> INPUT
────
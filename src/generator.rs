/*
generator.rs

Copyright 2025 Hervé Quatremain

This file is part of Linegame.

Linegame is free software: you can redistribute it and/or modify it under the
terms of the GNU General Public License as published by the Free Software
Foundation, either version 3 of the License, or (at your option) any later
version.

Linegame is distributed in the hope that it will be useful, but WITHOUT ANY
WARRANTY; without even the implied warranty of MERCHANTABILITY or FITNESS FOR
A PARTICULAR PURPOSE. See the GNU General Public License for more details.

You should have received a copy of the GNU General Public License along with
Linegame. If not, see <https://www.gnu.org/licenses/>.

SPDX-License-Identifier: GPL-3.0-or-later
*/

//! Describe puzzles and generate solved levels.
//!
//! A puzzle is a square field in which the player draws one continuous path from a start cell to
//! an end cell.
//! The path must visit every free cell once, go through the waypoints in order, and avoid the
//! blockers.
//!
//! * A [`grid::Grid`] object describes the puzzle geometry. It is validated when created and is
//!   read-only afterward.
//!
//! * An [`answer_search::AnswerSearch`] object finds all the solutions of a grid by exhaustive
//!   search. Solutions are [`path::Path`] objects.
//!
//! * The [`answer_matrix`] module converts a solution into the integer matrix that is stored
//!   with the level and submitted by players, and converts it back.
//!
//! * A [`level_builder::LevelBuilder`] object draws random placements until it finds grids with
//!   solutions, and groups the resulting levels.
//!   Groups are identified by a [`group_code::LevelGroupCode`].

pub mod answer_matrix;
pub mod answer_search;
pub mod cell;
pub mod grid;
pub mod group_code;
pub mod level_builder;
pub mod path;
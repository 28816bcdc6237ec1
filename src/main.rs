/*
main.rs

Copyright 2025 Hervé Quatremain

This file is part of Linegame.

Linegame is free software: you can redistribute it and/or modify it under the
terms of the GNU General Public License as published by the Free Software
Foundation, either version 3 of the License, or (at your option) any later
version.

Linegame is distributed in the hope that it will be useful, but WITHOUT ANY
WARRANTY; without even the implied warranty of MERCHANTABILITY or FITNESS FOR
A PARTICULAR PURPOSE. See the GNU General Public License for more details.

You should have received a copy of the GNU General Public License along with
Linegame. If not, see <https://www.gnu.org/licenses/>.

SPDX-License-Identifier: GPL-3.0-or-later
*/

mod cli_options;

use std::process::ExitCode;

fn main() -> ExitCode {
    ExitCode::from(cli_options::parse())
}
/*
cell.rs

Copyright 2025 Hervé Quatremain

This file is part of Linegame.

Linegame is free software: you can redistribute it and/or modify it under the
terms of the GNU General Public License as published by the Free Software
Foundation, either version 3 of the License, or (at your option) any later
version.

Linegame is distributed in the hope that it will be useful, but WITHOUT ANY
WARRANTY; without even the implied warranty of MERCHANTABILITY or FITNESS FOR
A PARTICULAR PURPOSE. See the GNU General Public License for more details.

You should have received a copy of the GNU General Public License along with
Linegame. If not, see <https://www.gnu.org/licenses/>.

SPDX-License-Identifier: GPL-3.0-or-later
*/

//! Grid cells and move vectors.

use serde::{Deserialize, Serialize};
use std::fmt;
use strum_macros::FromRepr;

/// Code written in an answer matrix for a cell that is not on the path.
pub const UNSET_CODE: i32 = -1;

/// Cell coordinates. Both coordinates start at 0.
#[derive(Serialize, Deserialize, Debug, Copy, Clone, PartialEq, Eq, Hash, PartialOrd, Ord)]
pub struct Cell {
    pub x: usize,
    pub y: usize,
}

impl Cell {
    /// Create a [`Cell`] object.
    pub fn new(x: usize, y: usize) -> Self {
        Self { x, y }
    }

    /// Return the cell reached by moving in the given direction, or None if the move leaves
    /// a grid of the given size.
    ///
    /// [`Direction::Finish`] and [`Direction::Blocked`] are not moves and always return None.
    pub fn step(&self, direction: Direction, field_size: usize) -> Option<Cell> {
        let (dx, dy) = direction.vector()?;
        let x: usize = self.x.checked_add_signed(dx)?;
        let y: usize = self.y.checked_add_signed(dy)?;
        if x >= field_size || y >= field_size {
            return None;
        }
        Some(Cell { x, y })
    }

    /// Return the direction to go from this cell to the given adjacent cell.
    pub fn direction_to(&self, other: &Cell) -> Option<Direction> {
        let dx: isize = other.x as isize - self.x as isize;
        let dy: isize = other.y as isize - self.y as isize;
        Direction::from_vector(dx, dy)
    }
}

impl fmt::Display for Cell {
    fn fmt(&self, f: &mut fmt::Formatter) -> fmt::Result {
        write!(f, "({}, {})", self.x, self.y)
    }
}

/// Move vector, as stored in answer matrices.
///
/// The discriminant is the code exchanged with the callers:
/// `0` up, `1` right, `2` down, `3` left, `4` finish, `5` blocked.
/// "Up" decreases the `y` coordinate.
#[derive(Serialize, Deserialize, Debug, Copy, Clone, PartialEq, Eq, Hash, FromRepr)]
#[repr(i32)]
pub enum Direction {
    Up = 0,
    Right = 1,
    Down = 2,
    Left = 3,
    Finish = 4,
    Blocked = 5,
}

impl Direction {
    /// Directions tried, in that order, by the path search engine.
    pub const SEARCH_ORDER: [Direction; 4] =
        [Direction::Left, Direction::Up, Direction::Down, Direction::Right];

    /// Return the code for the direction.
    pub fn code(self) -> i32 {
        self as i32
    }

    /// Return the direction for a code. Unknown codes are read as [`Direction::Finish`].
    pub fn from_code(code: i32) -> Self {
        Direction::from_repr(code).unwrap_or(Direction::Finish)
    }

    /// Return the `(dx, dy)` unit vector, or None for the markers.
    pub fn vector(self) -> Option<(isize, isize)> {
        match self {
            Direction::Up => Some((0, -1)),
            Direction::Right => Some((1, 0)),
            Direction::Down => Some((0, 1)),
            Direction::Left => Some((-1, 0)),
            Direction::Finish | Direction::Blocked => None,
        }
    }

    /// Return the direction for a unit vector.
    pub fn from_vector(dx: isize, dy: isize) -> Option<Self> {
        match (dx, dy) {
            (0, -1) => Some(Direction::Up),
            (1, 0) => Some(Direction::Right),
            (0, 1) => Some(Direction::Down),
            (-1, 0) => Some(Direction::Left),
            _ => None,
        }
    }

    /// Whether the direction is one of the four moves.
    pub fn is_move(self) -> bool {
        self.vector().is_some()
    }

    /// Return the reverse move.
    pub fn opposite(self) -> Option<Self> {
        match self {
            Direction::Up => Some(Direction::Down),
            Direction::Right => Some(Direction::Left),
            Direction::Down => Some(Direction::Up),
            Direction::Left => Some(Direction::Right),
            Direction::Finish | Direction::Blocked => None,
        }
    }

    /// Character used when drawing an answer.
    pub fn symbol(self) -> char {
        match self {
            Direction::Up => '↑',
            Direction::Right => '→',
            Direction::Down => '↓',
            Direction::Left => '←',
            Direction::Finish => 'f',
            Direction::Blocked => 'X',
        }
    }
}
────
> EXERCISE DIRECTIONS
Retype the whole listing above exactly.

> RESULT BELOW
filename src/generator.rs
/*
generator.rs

Copyright 2025 Hervé Quatremain

This file is part of Linegame.

Linegame is free software: you can redistribute it and/or modify it under the
terms of the GNU General Public License as published by the Free Software
Foundation, either version 3 of the License, or (at your option) any later
version.

Linegame is distributed in the hope that it will be useful, but WITHOUT ANY
WARRANTY; without even the implied warranty of MERCHANTABILITY or FITNESS FOR
A PARTICULAR PURPOSE. See the GNU General Public License for more details.

You should have received a copy of the GNU General Public License along with
Linegame. If not, see <https://www.gnu.org/licenses/>.

SPDX-License-Identifier: GPL-3.0-or-later
*/

//! Describe puzzles and generate solved levels.
//!
//! A puzzle is a square field in which the player draws one continuous path from a start cell to
//! an end cell.
//! The path must visit every free cell once, go through the waypoints in order, and avoid the
//! blockers.
//!
//! * A [`grid::Grid`] object describes the puzzle geometry. It is validated when created and is
//!   read-only afterward.
//!
//! * An [`answer_search::AnswerSearch`] object finds all the solutions of a grid by exhaustive
//!   search. Solutions are [`path::Path`] objects.
//!
//! * The [`answer_matrix`] module converts a solution into the integer matrix that is stored
//!   with the level and submitted by players, and converts it back.
//!
//! * A [`level_builder::LevelBuilder`] object draws random placements until it finds grids with
//!   solutions, and groups the resulting levels.
//!   Groups are identified by a [`group_code::LevelGroupCode`].

pub mod answer_matrix;
pub mod answer_search;
pub mod cell;
pub mod grid;
pub mod group_code;
pub mod level_builder;
pub mod path;
repository 28816bcdc6237ec1
filename src/main.rs
/*
main.rs

Copyright 2025 Hervé Quatremain

This file is part of Linegame.

Linegame is free software: you can redistribute it and/or modify it under the
terms of the GNU General Public License as published by the Free Software
Foundation, either version 3 of the License, or (at your option) any later
version.

Linegame is distributed in the hope that it will be useful, but WITHOUT ANY
WARRANTY; without even the implied warranty of MERCHANTABILITY or FITNESS FOR
A PARTICULAR PURPOSE. See the GNU General Public License for more details.

You should have received a copy of the GNU General Public License along with
Linegame. If not, see <https://www.gnu.org/licenses/>.

SPDX-License-Identifier: GPL-3.0-or-later
*/

mod cli_options;

use std::process::ExitCode;

fn main() -> ExitCode {
    ExitCode::from(cli_options::parse())
}
/*
cell.rs

Copyright 2025 Hervé Quatremain

This file is part of Linegame.

Linegame is free software: you can redistribute it and/or modify it under the
terms of the GNU General Public License as published by the Free Software
Foundation, either version 3 of the License, or (at your option) any later
version.

Linegame is distributed in the hope that it will be useful, but WITHOUT ANY
WARRANTY; without even the implied warranty of MERCHANTABILITY or FITNESS FOR
A PARTICULAR PURPOSE. See the GNU General Public License for more details.

You should have received a copy of the GNU General Public License along with
Linegame. If not, see <https://www.gnu.org/licenses/>.

SPDX-License-Identifier: GPL-3.0-or-later
*/

//! Grid cells and move vectors.

use serde::{Deserialize, Serialize};
use std::fmt;
use strum_macros::FromRepr;

/// Code written in an answer matrix for a cell that is not on the path.
pub const UNSET_CODE: i32 = -1;

/// Cell coordinates. Both coordinates start at 0.
#[derive(Serialize, Deserialize, Debug, Copy, Clone, PartialEq, Eq, Hash, PartialOrd, Ord)]
pub struct Cell {
    pub x: usize,
    pub y: usize,
}

impl Cell {
    /// Create a [`Cell`] object.
    pub fn new(x: usize, y: usize) -> Self {
        Self { x, y }
    }

    /// Return the cell reached by moving in the given direction, or None if the move leaves
    /// a grid of the given size.
    ///
    /// [`Direction::Finish`] and [`Direction::Blocked`] are not moves and always return None.
    pub fn step(&self, direction: Direction, field_size: usize) -> Option<Cell> {
        let (dx, dy) = direction.vector()?;
        let x: usize = self.x.checked_add_signed(dx)?;
        let y: usize = self.y.checked_add_signed(dy)?;
        if x >= field_size || y >= field_size {
            return None;
        }
        Some(Cell { x, y })
    }

    /// Return the direction to go from this cell to the given adjacent cell.
    pub fn direction_to(&self, other: &Cell) -> Option<Direction> {
        let dx: isize = other.x as isize - self.x as isize;
        let dy: isize = other.y as isize - self.y as isize;
        Direction::from_vector(dx, dy)
    }
}

impl fmt::Display for Cell {
    fn fmt(&self, f: &mut fmt::Formatter) -> fmt::Result {
        write!(f, "({}, {})", self.x, self.y)
    }
}

/// Move vector, as stored in answer matrices.
///
/// The discriminant is the code exchanged with the callers:
/// `0` up, `1` right, `2` down, `3` left, `4` finish, `5` blocked.
/// "Up" decreases the `y` coordinate.
#[derive(Serialize, Deserialize, Debug, Copy, Clone, PartialEq, Eq, Hash, FromRepr)]
#[repr(i32)]
pub enum Direction {
    Up = 0,
    Right = 1,
    Down = 2,
    Left = 3,
    Finish = 4,
    Blocked = 5,
}

impl Direction {
    /// Directions tried, in that order, by the path search engine.
    pub const SEARCH_ORDER: [Direction; 4] =
        [Direction::Left, Direction::Up, Direction::Down, Direction::Right];

    /// Return the code for the direction.
    pub fn code(self) -> i32 {
        self as i32
    }

    /// Return the direction for a code. Unknown codes are read as [`Direction::Finish`].
    pub fn from_code(code: i32) -> Self {
        Direction::from_repr(code).unwrap_or(Direction::Finish)
    }

    /// Return the `(dx, dy)` unit vector, or None for the markers.
    pub fn vector(self) -> Option<(isize, isize)> {
        match self {
            Direction::Up => Some((0, -1)),
            Direction::Right => Some((1, 0)),
            Direction::Down => Some((0, 1)),
            Direction::Left => Some((-1, 0)),
            Direction::Finish | Direction::Blocked => None,
        }
    }

    /// Return the direction for a unit vector.
    pub fn from_vector(dx: isize, dy: isize) -> Option<Self> {
        match (dx, dy) {
            (0, -1) => Some(Direction::Up),
            (1, 0) => Some(Direction::Right),
            (0, 1) => Some(Direction::Down),
            (-1, 0) => Some(Direction::Left),
            _ => None,
        }
    }

    /// Whether the direction is one of the four moves.
    pub fn is_move(self) -> bool {
        self.vector().is_some()
    }

    /// Return the reverse move.
    pub fn opposite(self) -> Option<Self> {
        match self {
            Direction::Up => Some(Direction::Down),
            Direction::Right => Some(Direction::Left),
            Direction::Down => Some(Direction::Up),
            Direction::Left => Some(Direction::Right),
            Direction::Finish | Direction::Blocked => None,
        }
    }

    /// Character used when drawing an answer.
    pub fn symbol(self) -> char {
        match self {
            Direction::Up => '↑',
            Direction::Right => '→',
            Direction::Down => '↓',
            Direction::Left => '←',
            Direction::Finish => 'f',
            Direction::Blocked => 'X',
        }
    }
}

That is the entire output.